A physical chequered flag will be the definitive signal for the end of Formula 1 races again in the future, not an electronic panel.
For this season, the FIA changed the wording of F1's regulations so a chequered light panel became the end-of-race signal.
This was a response to an error in the 2018 Canadian Grand Prix, where a mix-up between an official and celebrity guest Winnie Harlow meant the chequered flag was waved early by mistake.
However, in this year's Japanese Grand Prix, a systems error meant the electronic panel declared the race over one lap early, despite everybody racing to the scheduled conclusion of the event.

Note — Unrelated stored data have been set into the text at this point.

//! License expressions as RDF nodes.
//!
//! A license is either a resource (`http://spdx.org/licenses/MIT`,
//! `<namespace>#LicenseRef-1`) or a node typed as a license set or operator
//! whose `spdx:member` properties hold the operands.

use super::graph::{local_name, spdx, Graph, Term, NOASSERTION_URI, NONE_URI};
use super::node::IdResolver;
use crate::model::license::parse_license_field;
use crate::model::{LicenseExpression, ThreeValued};

/// Reads the license held by `term`, including the `NOASSERTION` / `NONE`
/// individuals.
pub(super) fn parse_license_term(
    graph: &Graph,
    term: &Term,
    ids: &IdResolver,
) -> Result<ThreeValued<LicenseExpression>, String> {
    match term {
        Term::Iri(uri) if uri == NOASSERTION_URI => Ok(ThreeValued::NoAssertion),
        Term::Iri(uri) if uri == NONE_URI => Ok(ThreeValued::None),
        Term::Literal(text) => parse_license_field(text),
        node => parse_license_node(graph, node, ids).map(ThreeValued::Value),
    }
}

fn parse_license_node(
    graph: &Graph,
    node: &Term,
    ids: &IdResolver,
) -> Result<LicenseExpression, String> {
    let Some(class) = graph.type_of(node) else {
        return match node {
            Term::Iri(uri) => Ok(LicenseExpression::symbol(ids.license_id(uri))),
            other => Err(format!("License node {other} has no type")),
        };
    };

    match local_name(class) {
        "ConjunctiveLicenseSet" => Ok(LicenseExpression::And(members(graph, node, ids)?)),
        "DisjunctiveLicenseSet" => Ok(LicenseExpression::Or(members(graph, node, ids)?)),
        "OrLaterOperator" => {
            let member = single_member(graph, node, ids)?;
            Ok(LicenseExpression::OrLater(Box::new(member)))
        }
        "WithExceptionOperator" => {
            let license = single_member(graph, node, ids)?;
            let exception = graph
                .object(node, &spdx("licenseException"))
                .ok_or_else(|| "WithExceptionOperator without licenseException".to_string())?;
            Ok(LicenseExpression::WithException {
                license: Box::new(license),
                exception: exception_id(graph, exception, ids)?,
            })
        }
        "License" | "ListedLicense" | "ExtractedLicensingInfo" | "SimpleLicensingInfo" => {
            match graph.object(node, &spdx("licenseId")) {
                Some(Term::Literal(id)) => Ok(LicenseExpression::symbol(id.clone())),
                _ => match node {
                    Term::Iri(uri) => Ok(LicenseExpression::symbol(ids.license_id(uri))),
                    other => Err(format!("License node {other} has no licenseId")),
                },
            }
        }
        other => Err(format!("Unknown license node type {other}")),
    }
}

fn members(graph: &Graph, node: &Term, ids: &IdResolver) -> Result<Vec<LicenseExpression>, String> {
    let members = graph.objects(node, &spdx("member"));
    if members.len() < 2 {
        return Err(format!(
            "License set {node} needs at least two members, but has {}",
            members.len()
        ));
    }
    members
        .into_iter()
        .map(|member| parse_license_node(graph, member, ids))
        .collect()
}

fn single_member(graph: &Graph, node: &Term, ids: &IdResolver) -> Result<LicenseExpression, String> {
    let members = graph.objects(node, &spdx("member"));
    match members.as_slice() {
        [member] => parse_license_node(graph, member, ids),
        _ => Err(format!(
            "License operator {node} needs exactly one member, but has {}",
            members.len()
        )),
    }
}

fn exception_id(graph: &Graph, exception: &Term, ids: &IdResolver) -> Result<String, String> {
    if let Some(Term::Literal(id)) = graph.object(exception, &spdx("licenseExceptionId")) {
        return Ok(id.clone());
    }
    match exception {
        Term::Iri(uri) => Ok(ids.license_id(uri)),
        Term::Literal(id) => Ok(id.clone()),
        Term::Blank(_) => Err("License exception without licenseExceptionId".to_string()),
    }
}

#[cfg(test)]
mod tests {
    use super::*;
    use crate::parsers::rdf::graph::RDF_TYPE;

    fn iri(value: &str) -> Term {
        Term::Iri(value.to_string())
    }

    fn ids() -> IdResolver {
        IdResolver::new("https://x/y", &[])
    }

    #[test]
    fn test_resources() {
        let graph = Graph::new();
        assert_eq!(
            parse_license_term(&graph, &iri("http://spdx.org/licenses/MIT"), &ids()),
            Ok(ThreeValued::Value(LicenseExpression::Listed("MIT".to_string())))
        );
        assert_eq!(
            parse_license_term(&graph, &iri("https://x/y#LicenseRef-1"), &ids()),
            Ok(ThreeValued::Value(LicenseExpression::Custom("LicenseRef-1".to_string())))
        );
        assert_eq!(
            parse_license_term(&graph, &iri(NOASSERTION_URI), &ids()),
            Ok(ThreeValued::NoAssertion)
        );
        assert_eq!(
            parse_license_term(&graph, &iri(NONE_URI), &ids()),
            Ok(ThreeValued::None)
        );
    }

    #[test]
    fn test_nested_sets() {
        let mut graph = Graph::new();
        let or = Term::Blank("or".to_string());
        let with = Term::Blank("with".to_string());
        graph.insert(or.clone(), RDF_TYPE, iri(&spdx("DisjunctiveLicenseSet")));
        graph.insert(or.clone(), spdx("member"), iri("http://spdx.org/licenses/MIT"));
        graph.insert(or.clone(), spdx("member"), with.clone());
        graph.insert(with.clone(), RDF_TYPE, iri(&spdx("WithExceptionOperator")));
        graph.insert(with.clone(), spdx("member"), iri("http://spdx.org/licenses/GPL-2.0-or-later"));
        graph.insert(
            with.clone(),
            spdx("licenseException"),
            iri("http://spdx.org/licenses/Classpath-exception-2.0"),
        );

        let license = parse_license_term(&graph, &or, &ids()).unwrap();
        assert_eq!(
            license.value().map(ToString::to_string).as_deref(),
            Some("MIT OR GPL-2.0-or-later WITH Classpath-exception-2.0")
        );
    }

    #[test]
    fn test_malformed_sets() {
        let mut graph = Graph::new();
        let and = Term::Blank("and".to_string());
        graph.insert(and.clone(), RDF_TYPE, iri(&spdx("ConjunctiveLicenseSet")));
        graph.insert(and.clone(), spdx("member"), iri("http://spdx.org/licenses/MIT"));
        assert!(parse_license_term(&graph, &and, &ids()).is_err());

        let untyped = Term::Blank("x".to_string());
        assert!(parse_license_term(&graph, &untyped, &ids()).is_err());
    }
}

F1's rules meant the race had to be counted back one lap, gifting Sergio Perez ninth after he had crashed with Toro Rosso's Pierre Gasly on what should have been the final lap, knocking Renault's Nico Hulkenberg down to 10th and Lance Stroll out of the points entirely.
After the grand prix, FIA race director Michael Masi would not say whether it had been an automatic or human trigger in the flag system that had gone wrong, only admitting "it is one of those that hasn't happened before with the chequered flag board, and we have just got to investigate why".
But Ferrari's Sebastian Vettel said it was an example of why only a real chequered flag should end an F1 race, as that is the "ultimate signal" drivers respond to.
This week, Wednesday's meeting of the FIA World Motor Sport Council ratified the reinstatement of the chequered flag as the definitive end-of-race signal.
The same rules will still apply if the flag is shown early by mistakes, with the race result being declared at that moment instead of the panel being used as back-up.